**Exercise details**
Every record that follows should be output exactly as it is given.

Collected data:
● ● ●
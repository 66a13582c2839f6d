use async_trait::async_trait;
use chrono::NaiveDate;
use common::{
    CartId, CartItemId, OrderId, OrderStatus, OrderUuid, ProductId, ReviewId, UserId, WishlistId,
};

use crate::model::{
    Brand, Cart, CartLine, Category, NewOrder, NewProduct, NewReview, NewUser, Order, Product,
    ProductFilter, ProductPatch, Review, ReviewPatch, User, Wishlist,
};
use crate::Result;

/// Core trait for storefront persistence.
///
/// Implementations must be thread-safe (Send + Sync). Operations that touch
/// more than one row for a single business step (`place_order`,
/// `cancel_order`) are atomic: either every write lands or none does.
#[async_trait]
pub trait Store: Send + Sync {
    // -- Users --

    /// Registers a user. Fails with `UniqueViolation` on a duplicate email.
    async fn insert_user(&self, user: NewUser) -> Result<User>;

    async fn get_user(&self, id: UserId) -> Result<Option<User>>;

    // -- Catalog --

    async fn insert_category(&self, name: &str, description: Option<&str>) -> Result<Category>;

    async fn list_categories(&self) -> Result<Vec<Category>>;

    async fn insert_brand(&self, name: &str) -> Result<Brand>;

    async fn list_brands(&self) -> Result<Vec<Brand>>;

    async fn insert_product(&self, product: NewProduct) -> Result<Product>;

    async fn get_product(&self, id: ProductId) -> Result<Option<Product>>;

    /// Lists products matching the filter, ordered by id.
    async fn list_products(&self, filter: ProductFilter) -> Result<Vec<Product>>;

    /// Applies a partial update. Returns None if the product doesn't exist.
    async fn update_product(&self, id: ProductId, patch: ProductPatch) -> Result<Option<Product>>;

    // -- Cart --

    /// Loads the user's cart joined with live product data.
    async fn get_cart(&self, user_id: UserId) -> Result<Option<Cart>>;

    /// Returns the user's cart, creating an empty one if none exists.
    async fn get_or_create_cart(&self, user_id: UserId) -> Result<Cart>;

    /// Sets the quantity of the line holding `product_id`, inserting the line
    /// if the cart doesn't have one yet. Touches the cart's `updated_at`.
    async fn save_cart_line(
        &self,
        cart_id: CartId,
        product_id: ProductId,
        quantity: u32,
    ) -> Result<CartLine>;

    /// Deletes one line. Returns false if the cart had no such line.
    async fn remove_cart_line(&self, cart_id: CartId, item_id: CartItemId) -> Result<bool>;

    /// Deletes every line of the cart. The cart row itself is kept.
    async fn clear_cart(&self, cart_id: CartId) -> Result<()>;

    // -- Orders --

    /// Commits a checkout as one unit of work.
    ///
    /// For every line the product's stock is decremented only if at least
    /// `quantity` units remain; otherwise the whole unit is rolled back with
    /// `InsufficientStock`. The order, its lines and the clearing of the
    /// cart are written in the same transaction.
    async fn place_order(&self, order: NewOrder) -> Result<Order>;

    async fn get_order(&self, id: OrderId) -> Result<Option<Order>>;

    async fn get_order_by_uuid(&self, uuid: OrderUuid) -> Result<Option<Order>>;

    /// Lists a user's orders, newest first.
    async fn list_orders_for_user(&self, user_id: UserId) -> Result<Vec<Order>>;

    /// Overwrites the status if it still equals `expected`.
    ///
    /// `delivery_date`, when given, is stamped in the same write. Fails with
    /// `StatusConflict` if the status moved concurrently.
    async fn update_order_status(
        &self,
        id: OrderId,
        expected: OrderStatus,
        status: OrderStatus,
        delivery_date: Option<NaiveDate>,
    ) -> Result<()>;

    /// Sets the status to `Canceled` if it still equals `expected` and
    /// returns every line's quantity to its product's stock. Lines whose
    /// product no longer exists are skipped.
    async fn cancel_order(&self, id: OrderId, expected: OrderStatus) -> Result<()>;

    // -- Reviews --

    /// Inserts a review. Fails with `UniqueViolation` if the user already
    /// reviewed the product.
    async fn insert_review(&self, review: NewReview) -> Result<Review>;

    async fn get_review(&self, id: ReviewId) -> Result<Option<Review>>;

    async fn find_review(&self, user_id: UserId, product_id: ProductId) -> Result<Option<Review>>;

    /// Lists a product's reviews, newest first.
    async fn list_reviews_for_product(&self, product_id: ProductId) -> Result<Vec<Review>>;

    async fn update_review(&self, id: ReviewId, patch: ReviewPatch) -> Result<Option<Review>>;

    async fn delete_review(&self, id: ReviewId) -> Result<bool>;

    // -- Wishlist --

    async fn get_wishlist(&self, user_id: UserId) -> Result<Option<Wishlist>>;

    async fn get_or_create_wishlist(&self, user_id: UserId) -> Result<Wishlist>;

    /// Adds a product. Returns false if it was already in the wishlist.
    async fn add_wishlist_item(&self, wishlist_id: WishlistId, product_id: ProductId)
    -> Result<bool>;

    /// Removes a product. Returns false if it wasn't in the wishlist.
    async fn remove_wishlist_item(
        &self,
        wishlist_id: WishlistId,
        product_id: ProductId,
    ) -> Result<bool>;

    async fn clear_wishlist(&self, wishlist_id: WishlistId) -> Result<()>;
}

/// Extension trait providing convenience lookups for stores.
#[async_trait]
pub trait StoreExt: Store {
    /// Loads a product, failing with `NotFound` if it doesn't exist.
    async fn require_product(&self, id: ProductId) -> Result<Product> {
        self.get_product(id)
            .await?
            .ok_or(crate::StoreError::NotFound {
                entity: "Product",
                id: id.as_i64(),
            })
    }

    /// Returns true if the product is in the user's wishlist.
    async fn is_in_wishlist(&self, user_id: UserId, product_id: ProductId) -> Result<bool> {
        Ok(self
            .get_wishlist(user_id)
            .await?
            .is_some_and(|w| w.entries.iter().any(|e| e.product_id == product_id)))
    }
}

// Blanket implementation for all Store implementations
impl<T: Store + ?Sized> StoreExt for T {}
● ● ●
**Finished exercise**
repository 66a13582c2839f6d
use async_trait::async_trait;
use chrono::NaiveDate;
use common::{
    CartId, CartItemId, OrderId, OrderStatus, OrderUuid, ProductId, ReviewId, UserId, WishlistId,
};

use crate::model::{
    Brand, Cart, CartLine, Category, NewOrder, NewProduct, NewReview, NewUser, Order, Product,
    ProductFilter, ProductPatch, Review, ReviewPatch, User, Wishlist,
};
use crate::Result;

/// Core trait for storefront persistence.
///
/// Implementations must be thread-safe (Send + Sync). Operations that touch
/// more than one row for a single business step (`place_order`,
/// `cancel_order`) are atomic: either every write lands or none does.
#[async_trait]
pub trait Store: Send + Sync {
    // -- Users --

    /// Registers a user. Fails with `UniqueViolation` on a duplicate email.
    async fn insert_user(&self, user: NewUser) -> Result<User>;

    async fn get_user(&self, id: UserId) -> Result<Option<User>>;

    // -- Catalog --

    async fn insert_category(&self, name: &str, description: Option<&str>) -> Result<Category>;

    async fn list_categories(&self) -> Result<Vec<Category>>;

    async fn insert_brand(&self, name: &str) -> Result<Brand>;

    async fn list_brands(&self) -> Result<Vec<Brand>>;

    async fn insert_product(&self, product: NewProduct) -> Result<Product>;

    async fn get_product(&self, id: ProductId) -> Result<Option<Product>>;

    /// Lists products matching the filter, ordered by id.
    async fn list_products(&self, filter: ProductFilter) -> Result<Vec<Product>>;

    /// Applies a partial update. Returns None if the product doesn't exist.
    async fn update_product(&self, id: ProductId, patch: ProductPatch) -> Result<Option<Product>>;

    // -- Cart --

    /// Loads the user's cart joined with live product data.
    async fn get_cart(&self, user_id: UserId) -> Result<Option<Cart>>;

    /// Returns the user's cart, creating an empty one if none exists.
    async fn get_or_create_cart(&self, user_id: UserId) -> Result<Cart>;

    /// Sets the quantity of the line holding `product_id`, inserting the line
    /// if the cart doesn't have one yet. Touches the cart's `updated_at`.
    async fn save_cart_line(
        &self,
        cart_id: CartId,
        product_id: ProductId,
        quantity: u32,
    ) -> Result<CartLine>;

    /// Deletes one line. Returns false if the cart had no such line.
    async fn remove_cart_line(&self, cart_id: CartId, item_id: CartItemId) -> Result<bool>;

    /// Deletes every line of the cart. The cart row itself is kept.
    async fn clear_cart(&self, cart_id: CartId) -> Result<()>;

    // -- Orders --

    /// Commits a checkout as one unit of work.
    ///
    /// For every line the product's stock is decremented only if at least
    /// `quantity` units remain; otherwise the whole unit is rolled back with
    /// `InsufficientStock`. The order, its lines and the clearing of the
    /// cart are written in the same transaction.
    async fn place_order(&self, order: NewOrder) -> Result<Order>;

    async fn get_order(&self, id: OrderId) -> Result<Option<Order>>;

    async fn get_order_by_uuid(&self, uuid: OrderUuid) -> Result<Option<Order>>;

    /// Lists a user's orders, newest first.
    async fn list_orders_for_user(&self, user_id: UserId) -> Result<Vec<Order>>;

    /// Overwrites the status if it still equals `expected`.
    ///
    /// `delivery_date`, when given, is stamped in the same write. Fails with
    /// `StatusConflict` if the status moved concurrently.
    async fn update_order_status(
        &self,
        id: OrderId,
        expected: OrderStatus,
        status: OrderStatus,
        delivery_date: Option<NaiveDate>,
    ) -> Result<()>;

    /// Sets the status to `Canceled` if it still equals `expected` and
    /// returns every line's quantity to its product's stock. Lines whose
    /// product no longer exists are skipped.
    async fn cancel_order(&self, id: OrderId, expected: OrderStatus) -> Result<()>;

    // -- Reviews --

    /// Inserts a review. Fails with `UniqueViolation` if the user already
    /// reviewed the product.
    async fn insert_review(&self, review: NewReview) -> Result<Review>;

    async fn get_review(&self, id: ReviewId) -> Result<Option<Review>>;

    async fn find_review(&self, user_id: UserId, product_id: ProductId) -> Result<Option<Review>>;

    /// Lists a product's reviews, newest first.
    async fn list_reviews_for_product(&self, product_id: ProductId) -> Result<Vec<Review>>;

    async fn update_review(&self, id: ReviewId, patch: ReviewPatch) -> Result<Option<Review>>;

    async fn delete_review(&self, id: ReviewId) -> Result<bool>;

    // -- Wishlist --

    async fn get_wishlist(&self, user_id: UserId) -> Result<Option<Wishlist>>;

    async fn get_or_create_wishlist(&self, user_id: UserId) -> Result<Wishlist>;

    /// Adds a product. Returns false if it was already in the wishlist.
    async fn add_wishlist_item(&self, wishlist_id: WishlistId, product_id: ProductId)
    -> Result<bool>;

    /// Removes a product. Returns false if it wasn't in the wishlist.
    async fn remove_wishlist_item(
        &self,
        wishlist_id: WishlistId,
        product_id: ProductId,
    ) -> Result<bool>;

    async fn clear_wishlist(&self, wishlist_id: WishlistId) -> Result<()>;
}

/// Extension trait providing convenience lookups for stores.
#[async_trait]
pub trait StoreExt: Store {
    /// Loads a product, failing with `NotFound` if it doesn't exist.
    async fn require_product(&self, id: ProductId) -> Result<Product> {
        self.get_product(id)
            .await?
            .ok_or(crate::StoreError::NotFound {
                entity: "Product",
                id: id.as_i64(),
            })
    }

    /// Returns true if the product is in the user's wishlist.
    async fn is_in_wishlist(&self, user_id: UserId, product_id: ProductId) -> Result<bool> {
        Ok(self
            .get_wishlist(user_id)
            .await?
            .is_some_and(|w| w.entries.iter().any(|e| e.product_id == product_id)))
    }
}

// Blanket implementation for all Store implementations
impl<T: Store + ?Sized> StoreExt for T {}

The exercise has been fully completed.